My friend L taught me about a brilliant feedback framework (apparently originally from McKinsey) and it looks roughly like this:
When you do X, it makes me feel Y. [Optionally] In future I’d appreciate it if you could Z
I find this incredibly useful, thanks to a bunch of different properties it exhibits:
It focusses on the action. It’s explicitly “when you do X”, which is fairly objective. Not “when you’re angry” but “when you raise your voice”. Sure, nothing’s truly objective, and one person’s raised voice is another person’s “speaking emphatically”, but framing it in terms of actions gives you something fairly concrete to work with.
It talks about how the giver of feedback feels. You can’t really question someone’s feelings. “When you show up late, its rude” is a value judgement that’s highly subjective and debatable. “When you show up late I feel frustrated” is something that’s harder to challenge - regardless of the intent, the context etc., if it makes you feel Y, it makes you feel Y.

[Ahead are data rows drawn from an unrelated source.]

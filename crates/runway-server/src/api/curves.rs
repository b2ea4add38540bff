use axum::{
    extract::{Path, State},
    routing::get,
    Json, Router,
};

use runway_core::{Curve, CurveRecord};

use super::CreatedResponse;
use crate::error::AppError;
use crate::AppState;

fn validate(curve: &CurveRecord) -> Result<(), AppError> {
    if curve.period == 0 {
        return Err(AppError::BadRequest(
            "Curve period must be at least one day".to_string(),
        ));
    }
    Ok(())
}

/// List curves, already resampled to their periods
async fn list_curves(State(state): State<AppState>) -> Json<Vec<Curve>> {
    let snapshot = state.db.snapshot().await;
    Json(snapshot.curves().cloned().collect())
}

async fn create_curve(
    State(state): State<AppState>,
    Json(curve): Json<CurveRecord>,
) -> Result<Json<CreatedResponse>, AppError> {
    validate(&curve)?;
    let number = state.db.create_curve(&curve).await?;
    Ok(Json(CreatedResponse { number }))
}

async fn get_curve(
    State(state): State<AppState>,
    Path(number): Path<usize>,
) -> Result<Json<Curve>, AppError> {
    let snapshot = state.db.snapshot().await;
    snapshot
        .curve(number)
        .cloned()
        .map(Json)
        .ok_or_else(|| AppError::NotFound(format!("Curve {} not found", number)))
}

async fn update_curve(
    State(state): State<AppState>,
    Path(number): Path<usize>,
    Json(curve): Json<CurveRecord>,
) -> Result<Json<serde_json::Value>, AppError> {
    validate(&curve)?;
    state.db.update_curve(number, &curve).await?;
    Ok(Json(serde_json::json!({ "updated": true })))
}

async fn delete_curve(
    State(state): State<AppState>,
    Path(number): Path<usize>,
) -> Result<Json<serde_json::Value>, AppError> {
    state.db.delete_curve(number).await?;
    Ok(Json(serde_json::json!({ "deleted": true })))
}

pub fn router() -> Router<AppState> {
    Router::new()
        .route("/api/curves", get(list_curves).post(create_curve))
        .route(
            "/api/curves/{number}",
            get(get_curve).put(update_curve).delete(delete_curve),
        )
}
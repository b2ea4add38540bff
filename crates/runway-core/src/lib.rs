pub mod association;
pub mod codec;
pub mod entity;
pub mod error;
pub mod mutation;
pub mod range;
pub mod schema;
pub mod store;
pub mod value;

pub use association::Association;
pub use codec::{build_row, decode_block, FieldValue, Fields, Record};
pub use entity::{
    resample_curve, Curve, CurveRecord, Input, InputRecord, Model, ModelRecord, ResolvedInput,
    ResolvedModel, SheetEntity,
};
pub use error::{ReferentialError, RunwayError};
pub use mutation::{CellWrite, RowAppend};
pub use range::{col_to_label, CellCoord, CellRange, SheetRange, Span};
pub use schema::SheetKind;
pub use store::Snapshot;
pub use value::CellValue;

It leaves things open for resolution. This is why I view the proposed-solution of Z as optional and borderline undesirable - “when you do X it makes me feel Y” is a brilliant starting point for discussion, sharing of context, and improved mutual understanding. For example:
“When you raise your voice in meetings, I feel intimidated and it makes me want to contribute less”
“Gosh I didn’t realise I was doing that, I’m sorry, I’ll try not to next time”
or
“When you show up late to our meetings it makes me feel frustrated because I feel like you don’t respect my time”
“I’m sorry, it’s just scheduled right after my status meeting which keeps overrunning, how about we move our meeting 10 minutes later?”
By not proposing a solution, the feedback becomes the start of a dialogue. That doesn’t mean the giver shouldn’t offer suggestions - being able to act on feedback is critical - but it’s also likely that the giver doesn’t have as much context as the recipient, so a blind suggestion may be unhelpful.
As with everything, this is a tool. Don’t use it blindly, but shape it to your needs.